#### Try it
What do the lines say from the one containing "is created through" to the end of the records? Restate them word for word, and only those.

### The input ###

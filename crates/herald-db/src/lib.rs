//! Database layer for the Herald platform.
//!
//! Provides SQLite connection pooling (via `r2d2`), WAL-mode initialization,
//! and embedded SQL migrations. Every table in Herald is created through
//! versioned migrations managed by this crate.
//!
//! # Design decisions
//!
//! - **SQLite with WAL mode**: a single-process notification server does not
//!   need an external database; WAL allows concurrent readers with a single
//!   writer, which matches the outbox/feed access pattern.
//! - **`r2d2` connection pool**: bounded connection reuse shared between the
//!   HTTP handlers and the fan-out worker pool.
//! - **Embedded migrations**: SQL files are compiled into the binary via
//!   `include_str!`, so schema and code cannot drift apart.

mod migrations;
mod pool;

pub use migrations::{run_migrations, MigrationError};
pub use pool::{create_pool, DbPool, DbRuntimeSettings, PoolError};

use thiserror::Error;

/// Errors that can occur while opening the database.
#[derive(Debug, Error)]
pub enum OpenError {
    #[error(transparent)]
    Pool(#[from] PoolError),

    /// Could not check out a connection to run migrations on.
    #[error("failed to get connection for migrations: {0}")]
    Checkout(#[from] r2d2::Error),

    #[error(transparent)]
    Migration(#[from] MigrationError),
}

/// Opens the database: creates the pool and applies pending migrations.
///
/// The usual entry point for the server binary and integration tests;
/// [`create_pool`] and [`run_migrations`] remain available separately for
/// callers that need to interleave their own setup.
pub fn open(db_path: &str, settings: DbRuntimeSettings) -> Result<DbPool, OpenError> {
    let pool = create_pool(db_path, settings)?;
    {
        let conn = pool.get()?;
        let applied = run_migrations(&conn)?;
        if applied > 0 {
            tracing::info!(count = applied, "applied database migrations");
        }
    }
    Ok(pool)
}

###

#### Answer to the exercise
//! and embedded SQL migrations. Every table in Herald is created through
//! versioned migrations managed by this crate.
//!
//! # Design decisions
//!
//! - **SQLite with WAL mode**: a single-process notification server does not
//!   need an external database; WAL allows concurrent readers with a single
//!   writer, which matches the outbox/feed access pattern.
//! - **`r2d2` connection pool**: bounded connection reuse shared between the
//!   HTTP handlers and the fan-out worker pool.
//! - **Embedded migrations**: SQL files are compiled into the binary via
//!   `include_str!`, so schema and code cannot drift apart.

mod migrations;
mod pool;

pub use migrations::{run_migrations, MigrationError};
pub use pool::{create_pool, DbPool, DbRuntimeSettings, PoolError};

use thiserror::Error;

/// Errors that can occur while opening the database.
#[derive(Debug, Error)]
pub enum OpenError {
    #[error(transparent)]
    Pool(#[from] PoolError),

    /// Could not check out a connection to run migrations on.
    #[error("failed to get connection for migrations: {0}")]
    Checkout(#[from] r2d2::Error),

    #[error(transparent)]
    Migration(#[from] MigrationError),
}

/// Opens the database: creates the pool and applies pending migrations.
///
/// The usual entry point for the server binary and integration tests;
/// [`create_pool`] and [`run_migrations`] remain available separately for
/// callers that need to interleave their own setup.
pub fn open(db_path: &str, settings: DbRuntimeSettings) -> Result<DbPool, OpenError> {
    let pool = create_pool(db_path, settings)?;
    {
        let conn = pool.get()?;
        let applied = run_migrations(&conn)?;
        if applied > 0 {
            tracing::info!(count = applied, "applied database migrations");
        }
    }
    Ok(pool)
}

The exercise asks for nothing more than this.